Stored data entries
::::::
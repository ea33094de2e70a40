//! Supplier directory queries

use crate::db::now_iso;
use crate::error::{ApiError, Result};
use smartfarm_common::db::models::Supplier;
use sqlx::SqlitePool;
use uuid::Uuid;

/// Validated supplier payload
#[derive(Debug, Clone)]
pub struct SupplierData {
    pub name: String,
    pub product_list: Vec<serde_json::Value>,
    pub location: String,
    pub phone: String,
}

/// List filters; both are case-insensitive containment matches
#[derive(Debug, Default, Clone)]
pub struct SupplierFilters {
    pub search: Option<String>,
    pub location: Option<String>,
}

pub async fn create_supplier(
    db: &SqlitePool,
    owner_guid: Option<&str>,
    data: &SupplierData,
) -> Result<Supplier> {
    let guid = Uuid::new_v4().to_string();
    let now = now_iso();
    let products = serde_json::to_string(&data.product_list)
        .map_err(|e| ApiError::Internal(e.to_string()))?;

    sqlx::query(
        r#"
        INSERT INTO suppliers (guid, owner_guid, name, product_list, location, phone,
                               is_verified, created_at, updated_at)
        VALUES (?, ?, ?, ?, ?, ?, 0, ?, ?)
        "#,
    )
    .bind(&guid)
    .bind(owner_guid)
    .bind(&data.name)
    .bind(&products)
    .bind(&data.location)
    .bind(&data.phone)
    .bind(&now)
    .bind(&now)
    .execute(db)
    .await?;

    get_supplier(db, &guid).await
}

pub async fn get_supplier(db: &SqlitePool, guid: &str) -> Result<Supplier> {
    sqlx::query_as::<_, Supplier>("SELECT * FROM suppliers WHERE guid = ?")
        .bind(guid)
        .fetch_optional(db)
        .await?
        .ok_or_else(|| ApiError::NotFound(format!("Supplier {} not found", guid)))
}

pub async fn list_suppliers(
    db: &SqlitePool,
    filters: &SupplierFilters,
    limit: i64,
    offset: i64,
) -> Result<Vec<Supplier>> {
    let mut sql = String::from("SELECT * FROM suppliers WHERE 1 = 1");
    if filters.search.is_some() {
        sql.push_str(
            " AND (LOWER(name) LIKE '%' || LOWER(?) || '%'
               OR LOWER(product_list) LIKE '%' || LOWER(?) || '%')",
        );
    }
    if filters.location.is_some() {
        sql.push_str(" AND LOWER(location) LIKE '%' || LOWER(?) || '%'");
    }
    sql.push_str(" ORDER BY name LIMIT ? OFFSET ?");

    let mut query = sqlx::query_as::<_, Supplier>(&sql);
    if let Some(search) = &filters.search {
        query = query.bind(search).bind(search);
    }
    if let Some(location) = &filters.location {
        query = query.bind(location);
    }
    query = query.bind(limit).bind(offset);

    Ok(query.fetch_all(db).await?)
}

pub async fn update_supplier(db: &SqlitePool, guid: &str, data: &SupplierData) -> Result<Supplier> {
    let products = serde_json::to_string(&data.product_list)
        .map_err(|e| ApiError::Internal(e.to_string()))?;

    let result = sqlx::query(
        r#"
        UPDATE suppliers
        SET name = ?, product_list = ?, location = ?, phone = ?, updated_at = ?
        WHERE guid = ?
        "#,
    )
    .bind(&data.name)
    .bind(&products)
    .bind(&data.location)
    .bind(&data.phone)
    .bind(now_iso())
    .bind(guid)
    .execute(db)
    .await?;

    if result.rows_affected() == 0 {
        return Err(ApiError::NotFound(format!("Supplier {} not found", guid)));
    }
    get_supplier(db, guid).await
}

/// Mark a supplier verified (staff only, enforced by the handler)
pub async fn set_verified(db: &SqlitePool, guid: &str, verified: bool) -> Result<Supplier> {
    let verified_at = if verified { Some(now_iso()) } else { None };

    let result = sqlx::query(
        "UPDATE suppliers SET is_verified = ?, verified_at = ?, updated_at = ? WHERE guid = ?",
    )
    .bind(verified)
    .bind(verified_at)
    .bind(now_iso())
    .bind(guid)
    .execute(db)
    .await?;

    if result.rows_affected() == 0 {
        return Err(ApiError::NotFound(format!("Supplier {} not found", guid)));
    }
    get_supplier(db, guid).await
}

pub async fn delete_supplier(db: &SqlitePool, guid: &str) -> Result<()> {
    let result = sqlx::query("DELETE FROM suppliers WHERE guid = ?")
        .bind(guid)
        .execute(db)
        .await?;

    if result.rows_affected() == 0 {
        return Err(ApiError::NotFound(format!("Supplier {} not found", guid)));
    }
    Ok(())
}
::::::
Description of the task:
Starting at the first line of the records above, please copy every line exactly through the line containing "#[derive(Debug, Default, Clone)]", and stop there.

Task response:
repository ea33094de2e70a40
//! Supplier directory queries

use crate::db::now_iso;
use crate::error::{ApiError, Result};
use smartfarm_common::db::models::Supplier;
use sqlx::SqlitePool;
use uuid::Uuid;

/// Validated supplier payload
#[derive(Debug, Clone)]
pub struct SupplierData {
    pub name: String,
    pub product_list: Vec<serde_json::Value>,
    pub location: String,
    pub phone: String,
}

/// List filters; both are case-insensitive containment matches
#[derive(Debug, Default, Clone)]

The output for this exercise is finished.